Figure 1.

Axl modulates cellular response to TKIs. (A) Heat map of IC₅₀ values showing sensitivities of HCC cells against TKIs. (B) Release of sAxl and Gas6 into supernatants of HCC cells as determined by ELISA. (C) Heat map of IC₅₀ values indicating sensitivities of parental and Axl-deficient HCC cells against TKIs. (D) Model depicting the generation of TKI-resistant cells. (E) Relative response of parental (ctrl, control, naïve) and resistant HCC cells against TKIs in Axl-proficient and Axl-deficient background. IC₅₀ values were calculated and normalized to sensitive control.

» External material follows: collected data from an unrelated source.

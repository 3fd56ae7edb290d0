//! Tracing subscriber setup for the daemon.
//!
//! The `[server]` section picks the output: production writes JSON to daily
//! files plus compact stdout for the journal, development prints pretty
//! stdout with span events. The filter comes from `RUST_LOG`, then
//! `HIKESENSE_LOG_LEVEL`, then `server.log_level`.

use std::path::{Path, PathBuf};
use std::sync::OnceLock;

use anyhow::Context;
use hikesense_core::config::ServerConfig;
use tracing_appender::non_blocking::WorkerGuard;
use tracing_appender::rolling::{RollingFileAppender, Rotation};
use tracing_subscriber::fmt::format::FmtSpan;
use tracing_subscriber::{layer::SubscriberExt, util::SubscriberInitExt, EnvFilter};

/// Writer guards; dropping them loses buffered lines.
static GUARDS: OnceLock<[WorkerGuard; 2]> = OnceLock::new();

/// Overrides `server.log_level` when `RUST_LOG` is unset.
pub const LOG_LEVEL_ENV: &str = "HIKESENSE_LOG_LEVEL";

const LOG_FILE_PREFIX: &str = "hikesense.log";

/// Where the subscriber sends its output.
#[derive(Debug, Clone, PartialEq, Eq)]
pub enum LogTarget {
    /// Pretty console output.
    Console,
    /// JSON files under the directory, plus compact stdout.
    Files(PathBuf),
}

impl LogTarget {
    /// Pick the target for `server`.
    #[must_use]
    pub fn for_server(server: &ServerConfig) -> Self {
        if !server.production {
            return Self::Console;
        }
        Self::Files(
            server
                .log_dir
                .clone()
                .unwrap_or_else(default_log_directory),
        )
    }
}

/// Install the global subscriber for `server` and return where logs go.
///
/// # Errors
///
/// Returns an error if the filter directive is invalid or the log directory
/// cannot be created.
pub fn init(server: &ServerConfig) -> anyhow::Result<LogTarget> {
    let env_filter = filter(
        std::env::var(LOG_LEVEL_ENV).ok().as_deref(),
        &server.log_level,
    )?;
    let target = LogTarget::for_server(server);

    match &target {
        LogTarget::Console => init_console(env_filter),
        LogTarget::Files(dir) => init_files(env_filter, dir)?,
    }
    Ok(target)
}

/// `RUST_LOG` wins, then `override_level`, then `configured`.
fn filter(override_level: Option<&str>, configured: &str) -> anyhow::Result<EnvFilter> {
    if let Ok(filter) = EnvFilter::try_from_default_env() {
        return Ok(filter);
    }
    let directive = override_level
        .map(str::trim)
        .filter(|level| !level.is_empty())
        .unwrap_or(configured);
    EnvFilter::try_new(directive).with_context(|| format!("Invalid log filter '{directive}'"))
}

fn init_files(env_filter: EnvFilter, dir: &Path) -> anyhow::Result<()> {
    std::fs::create_dir_all(dir)
        .with_context(|| format!("Failed to create log directory {}", dir.display()))?;

    let appender = RollingFileAppender::new(Rotation::DAILY, dir, LOG_FILE_PREFIX);
    let (file_writer, file_guard) = tracing_appender::non_blocking(appender);
    let (stdout_writer, stdout_guard) = tracing_appender::non_blocking(std::io::stdout());

    let file_layer = tracing_subscriber::fmt::layer()
        .json()
        .with_writer(file_writer)
        .with_target(true)
        .with_thread_ids(true)
        .with_file(true)
        .with_line_number(true);

    // journald stamps each line itself
    let stdout_layer = tracing_subscriber::fmt::layer()
        .compact()
        .with_writer(stdout_writer)
        .without_time()
        .with_target(true)
        .with_ansi(false);

    tracing_subscriber::registry()
        .with(env_filter)
        .with(file_layer)
        .with(stdout_layer)
        .init();

    let _ = GUARDS.set([file_guard, stdout_guard]);
    Ok(())
}

fn init_console(env_filter: EnvFilter) {
    let layer = tracing_subscriber::fmt::layer()
        .pretty()
        .with_target(true)
        .with_file(true)
        .with_line_number(true)
        .with_span_events(FmtSpan::NEW | FmtSpan::CLOSE);

    tracing_subscriber::registry()
        .with(env_filter)
        .with(layer)
        .init();
}

fn default_log_directory() -> PathBuf {
    #[cfg(target_os = "linux")]
    {
        PathBuf::from("/var/log/hikesense")
    }
    #[cfg(not(target_os = "linux"))]
    {
        directories::ProjectDirs::from("dev", "hikesense", "hikesense")
            .map_or_else(|| PathBuf::from("./logs"), |dirs| dirs.data_dir().join("logs"))
    }
}
//! Health check API endpoint.
//!
//! Provides a simple health check endpoint for monitoring and load balancers.

use axum::Json;
use hikesense_core::HealthResponse;

/// Health check endpoint.
#[utoipa::path(
    get,
    path = "/health",
    tag = "system",
    operation_id = "healthCheck",
    summary = "Check service health",
    description = "Returns basic service status information. Use this endpoint \
        for liveness checks; it does not touch the sensor or the backend.",
    responses(
        (status = 200, description = "Service is healthy", body = HealthResponse)
    )
)]
pub async fn health_check() -> Json<HealthResponse> {
    Json(HealthResponse {
        status: "ok".to_string(),
        version: env!("CARGO_PKG_VERSION").to_string(),
    })
}
// =============================================================================
// CANCELLATION
// =============================================================================

/// Stops a discovery in flight without holding the [`DeviceLink`].
///
/// A cancel only affects discoveries that started before it; the next one
/// runs normally.
#[derive(Debug, Clone)]
pub struct ScanCanceller {
    epoch: Arc<watch::Sender<u64>>,
}

impl ScanCanceller {
    /// Make the running discovery return [`LinkError::DiscoveryCancelled`].
    pub fn cancel(&self) {
        self.epoch.send_modify(|epoch| *epoch = epoch.wrapping_add(1));
    }
}

// =============================================================================
// DEVICE LINK
// =============================================================================

/// Discovery, connection and streaming for one sensor.
pub struct DeviceLink {
    transport: Arc<dyn BleTransport>,
    permissions: Arc<dyn PermissionGate>,
    clock: Arc<dyn Clock>,
    config: LinkConfig,
    state: Arc<watch::Sender<LinkState>>,
    cancel: Arc<watch::Sender<u64>>,
    permission: Option<PermissionStatus>,
    peripheral: Option<Peripheral>,
    scanning: bool,
    pump: Option<AbortHandle>,
}
//! Shared types and OpenAPI schemas.
//!
//! This module contains the value types that flow between the device link,
//! the anomaly detector, the session manager and the backend. Wire names
//! follow the account service's camelCase JSON.

use chrono::{DateTime, SecondsFormat, TimeZone, Utc};
use serde::{Deserialize, Deserializer, Serialize, Serializer};
use utoipa::ToSchema;

/// A latitude/longitude pair in decimal degrees.
#[derive(Debug, Clone, Copy, PartialEq, Serialize, Deserialize, ToSchema)]
#[schema(example = json!({"latitude": 46.8523, "longitude": -121.7603}))]
pub struct GeoPoint {
    /// Latitude in decimal degrees.
    pub latitude: f64,

    /// Longitude in decimal degrees.
    pub longitude: f64,
}

impl GeoPoint {
    /// Create a new point.
    #[must_use]
    pub const fn new(latitude: f64, longitude: f64) -> Self {
        Self {
            latitude,
            longitude,
        }
    }

    /// Format as the `lat,lng` pair used in directions queries.
    #[must_use]
    pub fn to_query_pair(&self) -> String {
        format!("{},{}", self.latitude, self.longitude)
    }
}

/// One decoded heart rate sample.
#[derive(Debug, Clone, Copy, PartialEq, Eq, Serialize, Deserialize, ToSchema)]
#[serde(rename_all = "camelCase")]
#[schema(example = json!({"bpm": 82, "capturedAt": "2025-06-01T09:15:00.000Z"}))]
pub struct Reading {
    /// Heart rate in beats per minute.
    pub bpm: u16,

    /// When the frame carrying this value was decoded.
    #[serde(with = "iso_millis")]
    pub captured_at: DateTime<Utc>,
}

impl Reading {
    /// Create a reading captured at the given instant.
    #[must_use]
    pub const fn new(bpm: u16, captured_at: DateTime<Utc>) -> Self {
        Self { bpm, captured_at }
    }
}

/// An alert previously recorded against a hike.
#[derive(Debug, Clone, PartialEq, Serialize, Deserialize, ToSchema)]
#[serde(rename_all = "camelCase")]
pub struct HikeAlert {
    /// Alert category, e.g. `"heartRate"`.
    #[serde(default)]
    pub alert_type: String,

    /// Free-form description.
    #[serde(default)]
    pub information: String,

    /// When the alert was raised. Accepts RFC 3339 text or epoch
    /// milliseconds; always serialized as ISO-8601 UTC with milliseconds.
    #[serde(with = "flexible_time")]
    pub time: DateTime<Utc>,

    /// Where the alert was raised, if known.
    #[serde(default)]
    pub location: Option<GeoPoint>,
}

/// A hike descriptor as delivered by the account service.
///
/// Only the fields the session manager needs are typed. Everything else is
/// kept in `extra` and passed back untouched when the session is submitted.
#[derive(Debug, Clone, PartialEq, Serialize, Deserialize, ToSchema)]
#[serde(rename_all = "camelCase")]
#[schema(example = json!({
    "name": "Skyline Trail",
    "startLocation": {"latitude": 46.7860, "longitude": -121.7355},
    "finishLocation": {"latitude": 46.8052, "longitude": -121.7247},
    "alerts": []
}))]
pub struct Hike {
    /// Display name, unique per account.
    pub name: String,

    /// Trailhead.
    pub start_location: GeoPoint,

    /// Destination.
    pub finish_location: GeoPoint,

    /// Alerts recorded on earlier outings.
    #[serde(default)]
    pub alerts: Vec<HikeAlert>,

    /// Remaining account-service fields.
    #[serde(flatten)]
    #[schema(value_type = Object)]
    pub extra: serde_json::Map<String, serde_json::Value>,
}

impl Hike {
    /// Create a hike with no prior alerts.
    #[must_use]
    pub fn new(name: impl Into<String>, start: GeoPoint, finish: GeoPoint) -> Self {
        Self {
            name: name.into(),
            start_location: start,
            finish_location: finish,
            alerts: Vec::new(),
            extra: serde_json::Map::new(),
        }
    }
}

/// Health check response.
#[derive(Debug, Clone, Serialize, Deserialize, ToSchema)]
pub struct HealthResponse {
    /// Service status.
    #[schema(example = "ok")]
    pub status: String,

    /// Service version.
    #[schema(example = "0.1.0")]
    pub version: String,
}

/// Format a timestamp the way every outbound payload does.
#[must_use]
pub fn to_iso_millis(time: &DateTime<Utc>) -> String {
    time.to_rfc3339_opts(SecondsFormat::Millis, true)
}

/// `serde` adapter for ISO-8601 UTC timestamps with millisecond precision.
pub mod iso_millis {
    use chrono::{DateTime, Utc};
    use serde::{Deserialize, Deserializer, Serializer};

    /// Serialize as `YYYY-MM-DDTHH:MM:SS.mmmZ`.
    pub fn serialize<S>(time: &DateTime<Utc>, serializer: S) -> Result<S::Ok, S::Error>
    where
        S: Serializer,
    {
        serializer.serialize_str(&super::to_iso_millis(time))
    }

    /// Deserialize any RFC 3339 timestamp.
    pub fn deserialize<'de, D>(deserializer: D) -> Result<DateTime<Utc>, D::Error>
    where
        D: Deserializer<'de>,
    {
        let s = String::deserialize(deserializer)?;
        DateTime::parse_from_rfc3339(&s)
            .map(|t| t.with_timezone(&Utc))
            .map_err(serde::de::Error::custom)
    }
}

mod flexible_time {
    use super::{DateTime, Deserialize, Deserializer, Serializer, TimeZone, Utc};

    #[derive(Deserialize)]
    #[serde(untagged)]
    enum RawTime {
        Millis(i64),
        Text(String),
    }

    pub fn serialize<S>(time: &DateTime<Utc>, serializer: S) -> Result<S::Ok, S::Error>
    where
        S: Serializer,
    {
        super::iso_millis::serialize(time, serializer)
    }

    pub fn deserialize<'de, D>(deserializer: D) -> Result<DateTime<Utc>, D::Error>
    where
        D: Deserializer<'de>,
    {
        match RawTime::deserialize(deserializer)? {
            RawTime::Millis(ms) => Utc
                .timestamp_millis_opt(ms)
                .single()
                .ok_or_else(|| serde::de::Error::custom(format!("timestamp out of range: {ms}"))),
            RawTime::Text(s) => DateTime::parse_from_rfc3339(&s)
                .map(|t| t.with_timezone(&Utc))
                .map_err(serde::de::Error::custom),
        }
    }
}

#[cfg(test)]
mod tests {
    use super::*;

    #[test]
    fn test_geo_point_query_pair() {
        let point = GeoPoint::new(46.5, -121.25);
        assert_eq!(point.to_query_pair(), "46.5,-121.25");
    }

    #[test]
    fn test_reading_serialization() {
        let at = Utc.with_ymd_and_hms(2025, 6, 1, 9, 15, 0).unwrap();
        let json = serde_json::to_string(&Reading::new(82, at)).unwrap();
        assert_eq!(json, r#"{"bpm":82,"capturedAt":"2025-06-01T09:15:00.000Z"}"#);
    }

    #[test]
    fn test_hike_alert_accepts_epoch_millis() {
        let json = r#"{"alertType":"heartRate","information":"high","time":1717233300000,"location":null}"#;
        let alert: HikeAlert = serde_json::from_str(json).unwrap();
        assert_eq!(
            alert.time,
            Utc.with_ymd_and_hms(2024, 6, 1, 9, 15, 0).unwrap()
        );

        let out = serde_json::to_value(&alert).unwrap();
        assert_eq!(out["time"], "2024-06-01T09:15:00.000Z");
    }

    #[test]
    fn test_hike_alert_normalizes_offset_text() {
        let json = r#"{"alertType":"sos","information":"","time":"2024-06-01T11:15:00+02:00"}"#;
        let alert: HikeAlert = serde_json::from_str(json).unwrap();
        let out = serde_json::to_value(&alert).unwrap();
        assert_eq!(out["time"], "2024-06-01T09:15:00.000Z");
        assert!(out["location"].is_null());
    }

    #[test]
    fn test_hike_keeps_unknown_fields() {
        let json = r#"{
            "name": "Skyline Trail",
            "startLocation": {"latitude": 1.0, "longitude": 2.0},
            "finishLocation": {"latitude": 3.0, "longitude": 4.0},
            "distance": 8.9,
            "avgTemp": 14
        }"#;
        let hike: Hike = serde_json::from_str(json).unwrap();
        assert!(hike.alerts.is_empty());
        assert_eq!(hike.extra["distance"], 8.9);

        let out = serde_json::to_value(&hike).unwrap();
        assert_eq!(out["avgTemp"], 14);
        assert_eq!(out["startLocation"]["longitude"], 2.0);
    }
}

Sensitivity of the control was set to the value of 1. (F) Release of Gas6 into supernatants of control (naïve) and TKI-resistant cells as determined by ELISA. (G, H) Transcript and protein levels of Axl in control (naïve) and TKI-resistant HCC cells as analyzed by qPCR (G) and Western Blotting (H), respectively. (I) Expression of Axl (green) in control (naïve) and Sora-, Rego- and Cabo-resistant HCC cells as examined by immunofluorescence microscopy. Cell nuclei were stained with DAPI (blue). White arrows show Axl expression on cell membranes. Data are expressed as mean +/- SD. ns: p > 0.05; *p ≤ 0.05; **p ≤ 0.01; ***p ≤ 0.001. TKI, tyrosine kinase inhibitor; Sora, Sorafenib; Rego, Regorafenib; Cabo, Cabozantinib; sAxl, soluble Axl.